(Records excerpted from a collection):
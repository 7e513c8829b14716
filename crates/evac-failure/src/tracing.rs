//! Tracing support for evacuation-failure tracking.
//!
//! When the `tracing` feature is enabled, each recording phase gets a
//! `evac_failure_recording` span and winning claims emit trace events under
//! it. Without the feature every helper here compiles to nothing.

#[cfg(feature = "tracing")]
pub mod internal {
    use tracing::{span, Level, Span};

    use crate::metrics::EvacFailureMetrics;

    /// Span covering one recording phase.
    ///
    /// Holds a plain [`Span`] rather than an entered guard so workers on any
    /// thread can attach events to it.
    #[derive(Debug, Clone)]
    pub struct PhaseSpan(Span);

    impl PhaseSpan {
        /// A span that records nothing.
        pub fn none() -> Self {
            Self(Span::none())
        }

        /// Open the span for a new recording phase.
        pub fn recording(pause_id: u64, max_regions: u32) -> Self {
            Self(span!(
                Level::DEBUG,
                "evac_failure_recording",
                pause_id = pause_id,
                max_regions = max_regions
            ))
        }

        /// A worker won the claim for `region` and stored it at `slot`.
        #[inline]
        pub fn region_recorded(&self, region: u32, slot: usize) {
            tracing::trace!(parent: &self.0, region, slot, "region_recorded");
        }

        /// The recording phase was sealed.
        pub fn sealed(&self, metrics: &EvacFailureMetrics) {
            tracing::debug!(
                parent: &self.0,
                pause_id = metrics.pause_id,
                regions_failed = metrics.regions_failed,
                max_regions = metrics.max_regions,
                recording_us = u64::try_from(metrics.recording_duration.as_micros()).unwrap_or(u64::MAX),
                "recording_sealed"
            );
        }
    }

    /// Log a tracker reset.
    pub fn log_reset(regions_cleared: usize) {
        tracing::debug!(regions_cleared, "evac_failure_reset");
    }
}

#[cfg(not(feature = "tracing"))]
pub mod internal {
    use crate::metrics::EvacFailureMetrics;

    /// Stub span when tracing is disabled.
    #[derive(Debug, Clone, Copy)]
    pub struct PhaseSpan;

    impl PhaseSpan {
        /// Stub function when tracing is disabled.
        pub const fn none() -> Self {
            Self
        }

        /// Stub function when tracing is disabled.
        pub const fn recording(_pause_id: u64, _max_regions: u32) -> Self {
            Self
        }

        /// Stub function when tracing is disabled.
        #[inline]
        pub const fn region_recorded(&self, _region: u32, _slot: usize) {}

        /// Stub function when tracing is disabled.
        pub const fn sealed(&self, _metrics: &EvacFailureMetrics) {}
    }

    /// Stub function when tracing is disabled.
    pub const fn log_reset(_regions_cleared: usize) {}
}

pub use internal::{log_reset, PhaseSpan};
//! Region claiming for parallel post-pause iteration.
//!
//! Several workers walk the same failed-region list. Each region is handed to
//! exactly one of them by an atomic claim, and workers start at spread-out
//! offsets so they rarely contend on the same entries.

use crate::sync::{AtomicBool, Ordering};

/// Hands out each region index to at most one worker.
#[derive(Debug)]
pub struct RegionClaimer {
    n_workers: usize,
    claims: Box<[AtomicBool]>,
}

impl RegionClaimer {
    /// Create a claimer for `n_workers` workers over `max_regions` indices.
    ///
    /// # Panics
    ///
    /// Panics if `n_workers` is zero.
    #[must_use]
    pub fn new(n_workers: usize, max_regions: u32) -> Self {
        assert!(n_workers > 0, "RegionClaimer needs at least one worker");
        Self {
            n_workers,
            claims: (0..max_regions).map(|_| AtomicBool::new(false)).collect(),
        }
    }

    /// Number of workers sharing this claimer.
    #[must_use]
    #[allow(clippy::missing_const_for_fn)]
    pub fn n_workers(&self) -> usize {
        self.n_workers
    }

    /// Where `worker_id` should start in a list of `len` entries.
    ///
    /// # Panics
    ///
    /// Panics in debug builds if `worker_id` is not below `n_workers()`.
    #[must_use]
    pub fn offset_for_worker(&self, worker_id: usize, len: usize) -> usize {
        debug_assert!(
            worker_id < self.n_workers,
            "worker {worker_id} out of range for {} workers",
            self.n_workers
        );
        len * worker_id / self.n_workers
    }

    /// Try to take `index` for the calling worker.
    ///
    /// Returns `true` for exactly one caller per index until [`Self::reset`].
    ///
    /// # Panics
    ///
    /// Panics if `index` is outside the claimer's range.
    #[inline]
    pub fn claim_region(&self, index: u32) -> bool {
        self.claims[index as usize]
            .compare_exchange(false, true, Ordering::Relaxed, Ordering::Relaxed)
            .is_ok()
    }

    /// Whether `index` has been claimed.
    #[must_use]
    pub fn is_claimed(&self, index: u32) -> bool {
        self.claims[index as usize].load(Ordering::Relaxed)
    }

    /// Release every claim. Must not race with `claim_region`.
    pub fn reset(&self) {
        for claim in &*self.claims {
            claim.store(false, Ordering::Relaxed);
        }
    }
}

(Your goal): All lines of the data above that include the word "feature" must be shown.

(Response to this exercise):
//! When the `tracing` feature is enabled, each recording phase gets a
//! it. Without the feature every helper here compiles to nothing.
#[cfg(feature = "tracing")]
#[cfg(not(feature = "tracing"))]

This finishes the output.